If I had one hour to save the world, I would spend 55 minutes defining the problem and five minutes finding the solution.
Einstein had it so right. Thoroughly understanding a problem is what builds a framework for the solution. Once we have illustrated problems in full color and from all angles, the right answers clearly present themselves.
Never has Einstein’s assertion been more true than in automotive design, maintenance and repair. Automotive engineering continues to progress in complexity. Electronic and mechanical systems are interlaced so completely that problems are extremely difficult to isolate.
Because automotive systems are difficult to sort accurately, automotive repair technicians often resort to approximate or “general” diagnosis techniques in order to recommend repairs.
Approximate Diagnosis is responsible for a rapidly increasing margin in revenues to the automotive repair industry and in direct costs to drivers.
A technician’s ability to confidently pinpoint the root cause of failure in a system allows them to make the right call, replace the right part and only the right part.
Heavy lifting doesn’t need to be heavy spending if we do the job rightBuzz Aldrin
Astronaut Buzz Aldrin understood accuracy, economy and scarcity. HIs mission with Apollo 11 proved this axiom and it lives in our cultural consciousness as an economic truth we reach for. The issue of scarcity, economy and accuracy challenged Apollo 11. The mission was successful in the end because their team “did things right”.
Accurate diagnosis is by far less-expensive than processes that approximately identify problems.
Recommending repairs stemming from general conclusions feels expedient, but it rarely fixes problems. It requires a great deal of persistence and skill to follow a problem through the course of finding a precise cause.
“Problems cannot be solved by the level of thinking that created them.”Albert Einstein
Automotive engineers are brilliant and responsible for an ever-increasing degree of freedom and flexibility for travel.
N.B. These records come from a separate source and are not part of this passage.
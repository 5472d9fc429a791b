//! HTTP middleware and extractors for the cart service.
//!
//! # Middleware Order (bottom to top in Router)
//!
//! 1. Sentry layer (capture errors)
//! 2. `TraceLayer` (request tracing)
//! 3. Request ID (add unique ID to each request)
//!
//! Authentication is per-handler via the [`auth`] extractors.

pub mod auth;
pub mod request_id;

pub use auth::{OptionalUser, RequireUser};
pub use request_id::request_id_middleware;
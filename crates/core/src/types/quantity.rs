//! Line quantity type.

use core::fmt;
use core::num::NonZeroU32;

use serde::{Deserialize, Serialize};

use super::cart::CartError;

/// Quantity of a single cart line.
///
/// Always a positive integer. Arithmetic saturates at `u32::MAX` instead of
/// wrapping so merges can never produce a zero or negative quantity.
///
/// ## Examples
///
/// ```
/// use merkato_core::Quantity;
///
/// assert_eq!(Quantity::new(3).map(Quantity::get), Some(3));
/// assert!(Quantity::new(0).is_none());
///
/// // Missing or nonsensical input falls back to one
/// assert_eq!(Quantity::or_default(None), Quantity::ONE);
/// assert_eq!(Quantity::or_default(Some(-4)), Quantity::ONE);
/// ```
#[derive(Debug, Clone, Copy, PartialEq, Eq, PartialOrd, Ord, Hash, Serialize, Deserialize)]
#[serde(try_from = "u32", into = "u32")]
pub struct Quantity(NonZeroU32);

impl Quantity {
    /// A quantity of one.
    pub const ONE: Self = Self(NonZeroU32::MIN);

    /// Largest representable quantity.
    pub const MAX: Self = Self(NonZeroU32::MAX);

    /// Create a quantity, returning `None` for zero.
    #[must_use]
    pub const fn new(n: u32) -> Option<Self> {
        match NonZeroU32::new(n) {
            Some(n) => Some(Self(n)),
            None => None,
        }
    }

    /// Interpret loosely-typed client input.
    ///
    /// Missing values and values below one default to one; values beyond
    /// `u32::MAX` saturate.
    #[must_use]
    pub fn or_default(n: Option<i64>) -> Self {
        match n {
            Some(n) if n >= 1 => u32::try_from(n)
                .ok()
                .and_then(Self::new)
                .unwrap_or(Self::MAX),
            _ => Self::ONE,
        }
    }

    /// Get the underlying value.
    #[must_use]
    pub const fn get(self) -> u32 {
        self.0.get()
    }

    /// Add two quantities, saturating at [`Quantity::MAX`].
    #[must_use]
    pub const fn saturating_add(self, other: Self) -> Self {
        Self(self.0.saturating_add(other.0.get()))
    }
}

impl fmt::Display for Quantity {
    fn fmt(&self, f: &mut fmt::Formatter<'_>) -> fmt::Result {
        write!(f, "{}", self.0)
    }
}

impl TryFrom<u32> for Quantity {
    type Error = CartError;

    fn try_from(n: u32) -> Result<Self, Self::Error> {
        Self::new(n).ok_or(CartError::ZeroQuantity)
    }
}

impl From<Quantity> for u32 {
    fn from(q: Quantity) -> Self {
        q.get()
    }
}

impl TryFrom<i32> for Quantity {
    type Error = CartError;

    fn try_from(n: i32) -> Result<Self, Self::Error> {
        u32::try_from(n)
            .ok()
            .and_then(Self::new)
            .ok_or(CartError::ZeroQuantity)
    }
}
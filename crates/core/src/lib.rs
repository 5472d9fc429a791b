//! Merkato Core - Shared cart types library.
//!
//! This crate provides the types shared by every Merkato component:
//! - `merkato-cart-client` - Anonymous identity, cart sync and login merge
//! - `merkato-server` - HTTP cart service
//! - `merkato-cli` - Migrations and access token management
//!
//! # Architecture
//!
//! The core crate contains only types and pure functions - no I/O, no database
//! access, no HTTP clients. The cart merge rules live here so the client,
//! the server and the tests all agree on them.
//!
//! # Modules
//!
//! - [`types`] - Newtype wrappers for ids, quantities, cart lines and owners
//! - [`merge`] - Union/sum/clamp merge of two carts

#![cfg_attr(not(test), forbid(unsafe_code))]

pub mod merge;
pub mod types;

pub use merge::{ClampedLine, MergeReport, MergeStatus, MergedLines, QuantityPolicy, merge_lines};
pub use types::*;
//! Bearer token extractors.
//!
//! Cart endpoints accept anonymous and authenticated callers alike, so most
//! handlers take [`OptionalUser`]. A token that is present but not accepted is
//! always a 401, never a silent downgrade to anonymous.

use axum::{
    extract::FromRequestParts,
    http::{header::AUTHORIZATION, request::Parts},
};
use merkato_core::UserId;

use crate::error::{AppError, set_sentry_user};
use crate::state::AppState;

/// Extractor for the authenticated user, if a bearer token was sent.
///
/// # Example
///
/// ```rust,ignore
/// async fn handler(OptionalUser(user): OptionalUser) -> String {
///     match user {
///         Some(id) => format!("user {id}"),
///         None => "anonymous".to_string(),
///     }
/// }
/// ```
pub struct OptionalUser(pub Option<UserId>);

/// Extractor that requires a valid bearer token.
pub struct RequireUser(pub UserId);

/// Pull the bearer token out of the `Authorization` header.
///
/// Returns `Ok(None)` when the header is absent and an error when it is
/// present but not a usable bearer token.
fn bearer_token(parts: &Parts) -> Result<Option<&str>, AppError> {
    let Some(value) = parts.headers.get(AUTHORIZATION) else {
        return Ok(None);
    };

    let token = value
        .to_str()
        .ok()
        .and_then(|v| {
            v.strip_prefix("Bearer ")
                .or_else(|| v.strip_prefix("bearer "))
        })
        .map(str::trim)
        .filter(|t| !t.is_empty())
        .ok_or_else(|| AppError::Unauthorized("malformed authorization header".to_string()))?;

    Ok(Some(token))
}

impl FromRequestParts<AppState> for OptionalUser {
    type Rejection = AppError;

    async fn from_request_parts(
        parts: &mut Parts,
        state: &AppState,
    ) -> Result<Self, Self::Rejection> {
        let Some(token) = bearer_token(parts)? else {
            return Ok(Self(None));
        };

        let user_id = state
            .tokens()
            .verify(token)
            .await?
            .ok_or_else(|| AppError::Unauthorized("invalid or expired token".to_string()))?;

        tracing::Span::current().record("user_id", user_id.as_i32());
        set_sentry_user(&user_id);

        Ok(Self(Some(user_id)))
    }
}

impl FromRequestParts<AppState> for RequireUser {
    type Rejection = AppError;

    async fn from_request_parts(
        parts: &mut Parts,
        state: &AppState,
    ) -> Result<Self, Self::Rejection> {
        let OptionalUser(user) = OptionalUser::from_request_parts(parts, state).await?;
        user.map(Self)
            .ok_or_else(|| AppError::Unauthorized("missing bearer token".to_string()))
    }
}

#[cfg(test)]
#[allow(clippy::unwrap_used)]
mod tests {
    use std::sync::Arc;

    use axum::http::Request;
    use merkato_core::QuantityPolicy;

    use super::*;
    use crate::db::{MemoryCartStore, MemoryTokenVerifier};

    fn state() -> AppState {
        AppState::new(
            Arc::new(MemoryCartStore::new()),
            Arc::new(MemoryTokenVerifier::new().with_token("good-token", UserId::new(3))),
            QuantityPolicy::unlimited(),
        )
    }

    fn parts(authorization: Option<&str>) -> Parts {
        let mut builder = Request::builder().uri("/api/cart");
        if let Some(value) = authorization {
            builder = builder.header(AUTHORIZATION, value);
        }
        builder.body(()).unwrap().into_parts().0
    }

    #[tokio::test]
    async fn test_no_header_is_anonymous() {
        let OptionalUser(user) = OptionalUser::from_request_parts(&mut parts(None), &state())
            .await
            .unwrap();
        assert_eq!(user, None);
    }

    #[tokio::test]
    async fn test_valid_token_resolves_user() {
        let OptionalUser(user) =
            OptionalUser::from_request_parts(&mut parts(Some("Bearer good-token")), &state())
                .await
                .unwrap();
        assert_eq!(user, Some(UserId::new(3)));
    }

    #[tokio::test]
    async fn test_rejected_token_is_unauthorized() {
        let result =
            OptionalUser::from_request_parts(&mut parts(Some("Bearer nope")), &state()).await;
        assert!(matches!(result, Err(AppError::Unauthorized(_))));
    }

    #[tokio::test]
    async fn test_malformed_header_is_unauthorized() {
        for header in ["Basic abc", "Bearer ", "good-token"] {
            let result =
                OptionalUser::from_request_parts(&mut parts(Some(header)), &state()).await;
            assert!(matches!(result, Err(AppError::Unauthorized(_))), "{header}");
        }
    }

    #[tokio::test]
    async fn test_require_user_without_token() {
        let result = RequireUser::from_request_parts(&mut parts(None), &state()).await;
        assert!(matches!(result, Err(AppError::Unauthorized(_))));
    }
}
The automotive technician, or mechanic, however, is the one who has to out-think the engineer in order to maintain what engineers have designed. Mechanics are scientists who often have a different way of thinking than engineers do.
Automotive technicians work to solve problems inherent in mechanical systems operating usually under variable conditions. Mechanics successful at diagnostics are scientists who love identifying pattern-failures and who catalogue and predict them.
The automotive repair industry has changed significantly and people who have integrity in the repair industry have had to change with it. Good service and economy now demand that diagnosis be spot-on. No longer is it more cost effective to settle for a best-guess than it is to nail down cause of failure.
Unless we hold standards of definitive certainty when it comes to recommending repairs and maintenance, we are literally creating a false economy consisting of fixing things not broken, and spending money that need not be spent.
Intellectuals solve problems, geniuses prevent themAlbert Einstein
If your concept of a mechanic is someone who couldn’t make it to college, think again. Accurately recommending a repair on modern vehicles is no longer a visceral activity, but an intellectual one. Technicians have to be six parts intellectual and four parts genius in order to serve customers with integrity.
Thoughtful, caring and smart—these are the key ingredients of good technicians today. A modern technician pays attention to details and notes pattern failures. They create a career-database of knowledge enabling them to prevent problems for customers. This is true genius.
The pace of change in the automotive industry is hard to keep up with! Everything updates so quickly—how do professionals keep up when they work a forty hour week? One cannot, unless they are training continuously.